Scenario Thinking and Complexity
In close cooperation with Zanders, GloComNet presents the current issues around the topic complexity in a series of six live webcasts.
The topic of the third webcast broadcasted on Monday 18 December 2017 was: Scenario Thinking and Complexity.
Conny Dorrestijn moderates the session. Guests were Yvonne Sijm from Zanders and Lex Hoogduin and Rik Berbé from GloComNet. There is an increasing interest for working with scenarios. More and more organizations are exploring possible futures. Even city ‘planners’ are involving stakeholders to co-shape scenarios for neighborhoods, districts and cities. People start to understand such scenarios help to change mental models.

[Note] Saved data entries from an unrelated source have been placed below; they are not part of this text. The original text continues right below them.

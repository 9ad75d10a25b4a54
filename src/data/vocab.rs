// ============================================================
// Layer 4 — Word Dictionary
// ============================================================
// Maps words to embedding rows.
//
// Construction:
//   1. Count every token over the given reviews
//   2. Keep words seen strictly more than `cutoff` times
//   3. Order by descending count, ties broken alphabetically
//   4. Index from 0, then append <unk> with the last index
//
// The dictionary length is the embedding table height, so the
// exact same dictionary must be used for training and inference.

use anyhow::{Context, Result};
use serde::{Deserialize, Serialize};
use std::{collections::HashMap, fs, path::Path};

use crate::domain::review::Review;
use crate::error::SentimentError;

pub const UNK_TOKEN: &str = "<unk>";

/// Default minimum frequency (exclusive) for a word to get its own id
pub const DEFAULT_CUTOFF: usize = 150;

#[derive(Debug, Clone, PartialEq, Serialize, Deserialize)]
pub struct WordDict {
    /// words[i] has id i; the last entry is always <unk>
    words: Vec<String>,

    #[serde(skip)]
    index: HashMap<String, usize>,
}

impl WordDict {
    /// Build a dictionary from one or more review collections.
    pub fn build<'a, I>(reviews: I, cutoff: usize) -> Self
    where
        I: IntoIterator<Item = &'a Review>,
    {
        let mut freq: HashMap<&str, usize> = HashMap::new();
        for review in reviews {
            for token in &review.tokens {
                *freq.entry(token.as_str()).or_insert(0) += 1;
            }
        }

        let mut counted: Vec<(&str, usize)> = freq
            .into_iter()
            .filter(|&(_, n)| n > cutoff)
            .collect();
        counted.sort_by(|a, b| b.1.cmp(&a.1).then_with(|| a.0.cmp(b.0)));

        let words = counted
            .into_iter()
            .map(|(w, _)| w.to_string())
            .collect();

        tracing::debug!("Word dictionary built with cutoff {}", cutoff);
        Self::from_words(words)
    }

    /// Build from an ordered word list; <unk> is appended.
    pub fn from_words(mut words: Vec<String>) -> Self {
        words.retain(|w| w != UNK_TOKEN);
        words.push(UNK_TOKEN.to_string());
        let index = Self::index_of(&words);
        Self { words, index }
    }

    fn index_of(words: &[String]) -> HashMap<String, usize> {
        words
            .iter()
            .enumerate()
            .map(|(i, w)| (w.clone(), i))
            .collect()
    }

    /// Number of ids, <unk> included.
    pub fn len(&self) -> usize {
        self.words.len()
    }

    pub fn is_empty(&self) -> bool {
        self.words.is_empty()
    }

    pub fn unk_id(&self) -> usize {
        self.words.len() - 1
    }

    pub fn get(&self, word: &str) -> Option<usize> {
        self.index.get(word).copied()
    }

    /// Id of `word`, or the <unk> id.
    pub fn id(&self, word: &str) -> usize {
        self.get(word).unwrap_or_else(|| self.unk_id())
    }

    pub fn encode<S: AsRef<str>>(&self, tokens: &[S]) -> Vec<i64> {
        tokens.iter().map(|t| self.id(t.as_ref()) as i64).collect()
    }

    pub fn word(&self, id: usize) -> Option<&str> {
        self.words.get(id).map(String::as_str)
    }

    pub fn save(&self, path: &Path) -> Result<()> {
        let json = serde_json::to_string(self)?;
        fs::write(path, json)
            .with_context(|| format!("Cannot write word dictionary to '{}'", path.display()))?;
        tracing::debug!("Saved {} words to '{}'", self.len(), path.display());
        Ok(())
    }

    pub fn load(path: &Path) -> Result<Self> {
        let json = fs::read_to_string(path)
            .with_context(|| format!("Cannot read word dictionary from '{}'", path.display()))?;
        let mut dict: WordDict = serde_json::from_str(&json)
            .with_context(|| format!("Malformed word dictionary '{}'", path.display()))?;

        if dict.is_empty() || dict.words.last().map(String::as_str) != Some(UNK_TOKEN) {
            return Err(SentimentError::EmptyDictionary.into());
        }
        dict.index = Self::index_of(&dict.words);
        Ok(dict)
    }
}

#[cfg(test)]
mod tests {
    use super::*;
    use crate::domain::review::Sentiment;

    fn review(text: &str) -> Review {
        Review::new(
            text.split_whitespace().map(str::to_string).collect(),
            Sentiment::Positive,
        )
    }

    #[test]
    fn test_orders_by_frequency_then_word() {
        let reviews = vec![review("b a c a b a d"), review("c b")];
        let dict = WordDict::build(&reviews, 0);
        // a:3 b:3 c:2 d:1
        assert_eq!(dict.word(0), Some("a"));
        assert_eq!(dict.word(1), Some("b"));
        assert_eq!(dict.word(2), Some("c"));
        assert_eq!(dict.word(3), Some("d"));
        assert_eq!(dict.word(4), Some(UNK_TOKEN));
        assert_eq!(dict.len(), 5);
    }

    #[test]
    fn test_cutoff_is_exclusive() {
        let reviews = vec![review("x x x y y z")];
        let dict = WordDict::build(&reviews, 2);
        assert_eq!(dict.get("x"), Some(0));
        assert_eq!(dict.get("y"), None);
        assert_eq!(dict.len(), 2);
    }

    #[test]
    fn test_unknown_words_map_to_unk() {
        let dict = WordDict::from_words(vec!["good".into(), "bad".into()]);
        assert_eq!(dict.encode(&["bad", "meh", "good"]), vec![1, 2, 0]);
        assert_eq!(dict.unk_id(), 2);
    }

    #[test]
    fn test_everything_below_cutoff_leaves_only_unk() {
        let dict = WordDict::build(&[review("rare words only")], 150);
        assert_eq!(dict.len(), 1);
        assert_eq!(dict.id("rare"), 0);
    }

    #[test]
    fn test_save_and_load_preserve_ids() {
        let tmp = tempfile::tempdir().unwrap();
        let path = tmp.path().join("word_dict.json");
        let dict = WordDict::from_words(vec!["good".into(), "bad".into()]);
        dict.save(&path).unwrap();

        let loaded = WordDict::load(&path).unwrap();
        assert_eq!(loaded, dict);
        assert_eq!(loaded.id("bad"), 1);
    }
}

Scenarios do NOT help to predict the future, they help to train our minds. Understanding that we will be surprised, positive or negative and support in fine-tuning courses of action. There are at least three ways to shape scenarios.
- Scenarios are essential to decide and carry out a course of action
- Scenarios are needed to detect surprises and assess the position within the environment
- Scenarios are useful to remain viable after negative surprises (stresstest, reverse stress test) Co-shaping these scenarios is a mix of using ratio, intuition and creativity. It is important to involve a variety and diversity of people involved in the process. Such a process should be comprehensive, participatory, qualitative and imaginative.